The question, though, remains. Is it time to revolutionise the transfer window?
Summer as we know it now was very different until 1998, when the chief executives of Europe’s top leagues met in Athens and agreed to introduce a continental-wide plan offering leagues an off-season transfer period lasting a maximum of 12 weeks, while January was chosen as the month in which business should be conducted in winter.
The plan, which received strong support from some English clubs, was formalised in the 2002-03 season, bringing an end to the days when clubs could buy and loan players throughout the season.
However, by the time UEFA introduced the new regulations, the wind had changed among Premier League clubs, who no longer considered a 12-week period a suitable timeframe during which recruit new players.

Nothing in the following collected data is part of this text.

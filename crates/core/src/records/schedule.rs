// SPDX-License-Identifier: BUSL-1.1
// Copyright (c) 2026 Alfred Jean LLC

use crate::filter::EventFilter;
use crate::id::{CronId, TriggerId, Uid};
use crate::process::AgentConfig;
use serde::{Deserialize, Serialize};

/// A time-scheduled agent spawn.
#[derive(Debug, Clone, Serialize, Deserialize, PartialEq)]
pub struct CronJob {
    pub id: CronId,
    pub name: String,
    /// Five-field cron expression or @hourly/@daily/@weekly/@monthly macro.
    pub cron_expression: String,
    pub agent_config: AgentConfig,
    pub enabled: bool,
    pub owner_uid: Uid,
    #[serde(default, skip_serializing_if = "Option::is_none")]
    pub last_run_ms: Option<u64>,
    pub next_run_ms: u64,
    #[serde(default)]
    pub run_count: u64,
    pub created_at_ms: u64,
}

/// An event-conditioned agent spawn with a cooldown window.
#[derive(Debug, Clone, Serialize, Deserialize, PartialEq)]
pub struct EventTrigger {
    pub id: TriggerId,
    pub name: String,
    /// Topic the trigger listens on (exact, no wildcard).
    pub event_type: String,
    #[serde(default, skip_serializing_if = "Option::is_none")]
    pub event_filter: Option<EventFilter>,
    pub agent_config: AgentConfig,
    pub enabled: bool,
    pub owner_uid: Uid,
    pub cooldown_ms: u64,
    #[serde(default, skip_serializing_if = "Option::is_none")]
    pub last_fired_ms: Option<u64>,
    #[serde(default)]
    pub fire_count: u64,
    pub created_at_ms: u64,
}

Former Spurs’ manager Terry Venables, who had first considered the idea of introducing the transfer window back in 1992, claimed UEFA’s decision to limit the transfer period to 12 weeks was “a bit like greengrocers only being open on Mondays”.
UEFA maintained that the introduction of the transfer window would force clubs to plan ahead sensibly, while smaller clubs would be protected against the threat of bigger sides shopping at will and luring their best players away at crucial stages of the season.
However, as Mario Gotze showed last season, clubs continue to do business outside the transfer window, thereby rendering it utterly pointless, while managers often complain about the lack of flexibility the current system enforces.
Sky Sports and Jim White would, presumably, be apoplectic at the thought of being denied the opportunity to waffle on for 24 hours on deadline day, but a lot of Premier League managers would be happy to simply tweak the current system, rather than scraping it completely.
“There is a question about the transfer window being closed before we kick off the Premier League season,” said Alan Pardew in the wake of Newcastle’s 4-0 defeat at Manchester City on Monday night.
“I know the Premier League asked the European leagues to do it and they wouldn’t fall in line,” continued the Newcastle manager who claimed Arsenal’s decision to lodge a bid for Yohan Cabaye before the game, disrupted preparation and distracted the Frenchman.
Pardew might have developed a reputation for complaining with alarming regularity, but it was hard to disagree with the Newcastle manager.
The transfer window shuts on September 2 for Europe’s top four leagues, while Russian Premier League will have four extra days to conclude deals and the deadline for Portuguese clubs is August 31.
Even more bizarrely, despite closing on the same day, the transfer window doesn’t shut at the same time across the big European leagues as it closes at 6pm in Germany, at 11pm in Italy and England and at midnight in Spain.
Clubs and managers spend their summers dealing with greedy agents, players who know they can earn a new contract simply by leaking a story to a couple of newspapers and fans desperate for their club to land big signings.
No matter how carefully managers plan their campaign, they’re fully aware of having to contend with the transfer window even after the season is well underway.
Premier League and La Liga clubs will have played its first three fixtures by the time the transfer window shuts on September 2 and the Bundesliga season will almost be a month old, having kicked off on August 9, while teams in Serie A will be marginally better off, as their season kick off on the weekend.
Theoretically, Wayne Rooney could score a hat-trick against Chelsea on Monday night and lifting the trophy in May side by side with Jose Mourinho, while Swansea could field Michu and Ashley Williams on September 1 at West Brom, but not have them a fortnight later, when they host Liverpool.
“It’s part of the game and as long as the rules are like that we get on with it,” said Michael Laudrup.
“I went to the Premier League managers’ meeting last week and one of the questions asked was why we could not move the transfer deadline, what is the reason to have it close after we have started the season here and in Spain and Germany?
“The answer was that in the other big leagues there was not a lot of interest in moving it. I cannot understand why not.”
Imagine Alastair Cook beginning an innings with three seamers only to decide, after a couple of overs, that another spinner would be handy or Lewis Hamilton having his tyres replaced on the grid, after realising meteorological conditions have changed.
It wouldn’t make any sense, would it? A transfer window extending beyond the season’s opening day doesn’t make any sense either.